Fate l’amore con il sapore

Lo spot di una nota marca di yogurt ci invita a non trascurare il senso del gusto quando trombiamo.

I due amanti protagonisti del bel video che vi mostriamo qui sotto l’hanno preso alla lettera e trovano in cucina nuovi stimoli per aumentare il pathos del loro amplesso.

C’è tatto, c’è olfatto e anche le sensazioni uditive non sono niente male (soprattutto quando il regista si decide a togliere quella cazzo di musica da film porno anni ’90): apprezziamo i mugugni di piacere della mora latina, che oltretutto è un piacere per la vista (e immaginiamo che il macho palestrato che se la ciula farà altrettanto piacere alle molte donne che seguono il nostro blog). Ma c’è soprattutto tanto gusto.

[xvideos 27449 Scopano in cucina]

Nell’interpretazione in versione hard dello spot è tutto un susseguirsi di scene dove l’associazione tra sesso e cibo provoca un crescendo di passione. Questo è puro food fetish. Nel frigorifero i due trovano tutto il necessario per riscaldare i preliminari del sesso. Innanzitutto lei viene bendata e lui le passa sul corpo un cubetto di ghiaccio (intinto nel Cointreau, naturalmente!).

Poi lui le toglie la benda e si scatenano in una scena “food fetish”. Nei giochi erotici, la frutta la fa da padrona: succhia la ciliegia, lecca la papaya, mordi l’uva, spompina la banana.

Un applauso per la scena dove lei beve il latte rovesciandoselo tutto addosso, mentre la gelatina di frutta non mi convince del tutto. Molto meglio la fragola, mentre il peperoncino verde è un simbolo fallico originale. La tipa si limita a leccarlo ma – molto saggiamente – si prende ben guardia dal ficcarselo su per il culo.

Grandioso lo sciroppo d’acero, fluido che cola copioso sulle labbra e nella bocca della ragazza, scorrendo giù dal mento per andarle a glassare le tette. Ma quanto ne ingoia?

Non abbastanza, pare. Infatti il machoman, dopo avere leccato le eccedenze del denso liquido dalla faccia e dalle tette delle sua ragazza, non trova di meglio che versarsene una nuova colata sul cazzo in erezione. Ottima scusa per farsi ripulire dalla linguetta di lei!

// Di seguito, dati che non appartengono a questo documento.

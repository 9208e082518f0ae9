//! Inbox provider: read and organize messages in the remote mailbox

use crate::error::{MailError, Result};
use serde::Serialize;

pub mod gmail;

pub use gmail::GmailClient;

/// Default page size for unread listing
pub const DEFAULT_MAX_RESULTS: u32 = 10;
/// Upper bound accepted by the provider for a single page
pub const MAX_RESULTS_LIMIT: u32 = 100;

#[derive(Debug, Clone, PartialEq, Eq, Serialize)]
pub struct Label {
    pub id: String,
    pub name: String,
    #[serde(rename = "type")]
    pub label_type: Option<String>,
}

#[derive(Debug, Clone, PartialEq, Eq, Serialize)]
pub struct MessageSummary {
    pub id: String,
    pub thread_id: String,
    pub from: String,
    pub subject: String,
    pub date: String,
    pub snippet: String,
}

#[derive(Debug, Clone, PartialEq, Eq, Serialize)]
pub struct MessageDetail {
    pub id: String,
    pub thread_id: String,
    pub from: String,
    pub to: String,
    pub subject: String,
    pub date: String,
    pub labels: Vec<String>,
    pub snippet: String,
    pub body: String,
    pub body_is_html: bool,
}

/// Remote mailbox operations
#[async_trait::async_trait]
pub trait InboxProvider: Send + Sync {
    async fn list_labels(&self) -> Result<Vec<Label>>;

    /// Most recent unread messages, at most `max_results`
    async fn list_unread(&self, max_results: u32) -> Result<Vec<MessageSummary>>;

    async fn get_message(&self, id: &str) -> Result<MessageDetail>;

    /// Remove the message from the inbox without deleting it
    async fn archive(&self, id: &str) -> Result<()>;

    /// Move the message to the trash
    async fn trash(&self, id: &str) -> Result<()>;
}

/// Message ids are opaque tokens; anything outside `[A-Za-z0-9_-]` is rejected
/// so an id can never alter the request path.
pub fn validate_message_id(id: &str) -> Result<()> {
    let valid = !id.is_empty()
        && id
            .chars()
            .all(|c| c.is_ascii_alphanumeric() || c == '_' || c == '-');

    if valid {
        Ok(())
    } else {
        Err(MailError::InvalidMessageId(id.to_string()))
    }
}

/// Clamp a requested page size into `1..=MAX_RESULTS_LIMIT`
pub fn clamp_max_results(requested: u32) -> u32 {
    requested.clamp(1, MAX_RESULTS_LIMIT)
}

#[cfg(test)]
mod tests {
    use super::*;

    #[test]
    fn test_validate_message_id() {
        assert!(validate_message_id("18c2f1a9b7e4d3c2").is_ok());
        assert!(validate_message_id("abc_DEF-123").is_ok());
        assert!(validate_message_id("").is_err());
        assert!(validate_message_id("../labels").is_err());
        assert!(validate_message_id("id?format=raw").is_err());
    }

    #[test]
    fn test_clamp_max_results() {
        assert_eq!(clamp_max_results(0), 1);
        assert_eq!(clamp_max_results(10), 10);
        assert_eq!(clamp_max_results(500), MAX_RESULTS_LIMIT);
    }
}
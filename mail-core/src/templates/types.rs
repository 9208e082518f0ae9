//! Template types and data structures

use serde::{Deserialize, Serialize};
use std::collections::BTreeMap;
use std::fmt;

/// Template text split into an optional subject header and a body
#[derive(Debug, Clone, PartialEq, Eq)]
pub struct ParsedTemplate {
    /// Text following `Subject:` on the header line, trimmed
    pub subject_line: Option<String>,
    /// Remaining text; never contains the extracted header line
    pub body: String,
}

/// A substitution value supplied by the caller
#[derive(Debug, Clone, PartialEq, Serialize, Deserialize)]
#[serde(untagged)]
pub enum TemplateValue {
    Bool(bool),
    Number(serde_json::Number),
    Text(String),
}

impl fmt::Display for TemplateValue {
    fn fmt(&self, f: &mut fmt::Formatter<'_>) -> fmt::Result {
        match self {
            TemplateValue::Bool(b) => write!(f, "{}", b),
            TemplateValue::Number(n) => write!(f, "{}", n),
            TemplateValue::Text(s) => f.write_str(s),
        }
    }
}

impl From<&str> for TemplateValue {
    fn from(value: &str) -> Self {
        TemplateValue::Text(value.to_string())
    }
}

impl From<String> for TemplateValue {
    fn from(value: String) -> Self {
        TemplateValue::Text(value)
    }
}

impl From<bool> for TemplateValue {
    fn from(value: bool) -> Self {
        TemplateValue::Bool(value)
    }
}

impl From<i64> for TemplateValue {
    fn from(value: i64) -> Self {
        TemplateValue::Number(value.into())
    }
}

/// Placeholder name to value
pub type VariableMap = BTreeMap<String, TemplateValue>;

/// A fully rendered message ready for delivery
#[derive(Debug, Clone, PartialEq, Eq, Serialize)]
pub struct ComposedMessage {
    pub to: String,
    /// Never empty
    pub subject: String,
    pub body: String,
    pub is_html: bool,
}

/// Entry returned when listing the template directory
#[derive(Debug, Clone, Serialize)]
pub struct TemplateSummary {
    pub name: String,
    pub subject: Option<String>,
    pub variables: Vec<String>,
}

E’ proprio qui che la colonna sonora ci dà finalmente tregua. A questo punto vale proprio la pena di sentire qualcosa, perchè i preliminari sono finiti. La ragazza si accascia sul pavimento della cucina (aargh, i calzini bianchi!) e il taricone ante litteram le si avventa sopra, cominciando a  cunnilinguarla senza indugi.

Con tutto questo condimento, anche il sessantanove sa di macedonia. La banana di carne scivola completamente nella bocca e in gola profonda.

Al biondone non manca il savoir faire. Al momento giusto, prima che la ninfomane infoiata abbia la possibilità di finirlo oralmente, si tira indietro e – splash! – le cosparge figa e culo con un altro litro di liquido mieloso.

No, cosa pensi? Non sborra, proprio lo stesso liquido mieloso di prima! E come se non bastasse non lo lascia fuori, no, ma con il dito perlustrativo riesce a mettergliene un po’ in figa e un po’ nel culo.

L’effetto è lubrificante e afrodisiaco: la mora si rialza e lascia che due dita la esplorino in profondità, poi si fa rileccare, poi rilecca.

Il finale ci riserva un francesismo che non vi voglio svelare. Adesso vi lascio e vado a vedere cosa c’è nel frigorifero. Alla prossima!